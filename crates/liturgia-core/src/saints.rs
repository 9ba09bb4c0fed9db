use serde::Serialize;

use crate::event::{CelebrationType, LiturgicalEvent};

/// A celebration seen as a saint biography card.
#[derive(Debug, Clone, PartialEq, Eq, Serialize)]
pub struct SaintOfDay {
    pub name: String,
    pub celebration_type: CelebrationType,
    pub description: String,
    pub patron_of: String,
    pub is_local: bool,
}

impl From<&LiturgicalEvent> for SaintOfDay {
    fn from(e: &LiturgicalEvent) -> Self {
        Self {
            name: e.title.clone(),
            celebration_type: e.celebration_type,
            description: e.description.clone().unwrap_or_default(),
            patron_of: e.patron_of.clone().unwrap_or_default(),
            is_local: e.is_local_celebration,
        }
    }
}

/// One card per event, in event order. Nothing is filtered or merged.
pub fn project_saints(events: &[LiturgicalEvent]) -> Vec<SaintOfDay> {
    events.iter().map(SaintOfDay::from).collect()
}

#[cfg(test)]
mod tests {
    use super::*;
    use crate::test_support::event;

    #[test]
    fn test_projection_preserves_order_and_duplicates() {
        let mut first = event("1", "2025-11-01", 10);
        first.title = "Todos los Santos".to_string();
        let mut second = event("2", "2025-11-01", 3);
        second.title = "Todos los Santos".to_string();
        second.is_local_celebration = true;
        second.patron_of = Some("Chile".to_string());

        let saints = project_saints(&[first, second]);
        assert_eq!(saints.len(), 2);
        assert_eq!(saints[0].name, "Todos los Santos");
        assert_eq!(saints[1].name, "Todos los Santos");
        assert!(!saints[0].is_local);
        assert!(saints[1].is_local);
        assert_eq!(saints[1].patron_of, "Chile");
        assert_eq!(saints[0].description, "");
    }

    #[test]
    fn test_empty_projection() {
        assert!(project_saints(&[]).is_empty());
    }
}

WORK INSTRUCTIONS:
Lines from the one containing "assert!(!saints[0].is_local);" through the last line of the data above are the only output wanted; restate them exactly.

REPLY TO THE EXERCISE:
        assert!(!saints[0].is_local);
        assert!(saints[1].is_local);
        assert_eq!(saints[1].patron_of, "Chile");
        assert_eq!(saints[0].description, "");
    }

    #[test]
    fn test_empty_projection() {
        assert!(project_saints(&[]).is_empty());
    }
}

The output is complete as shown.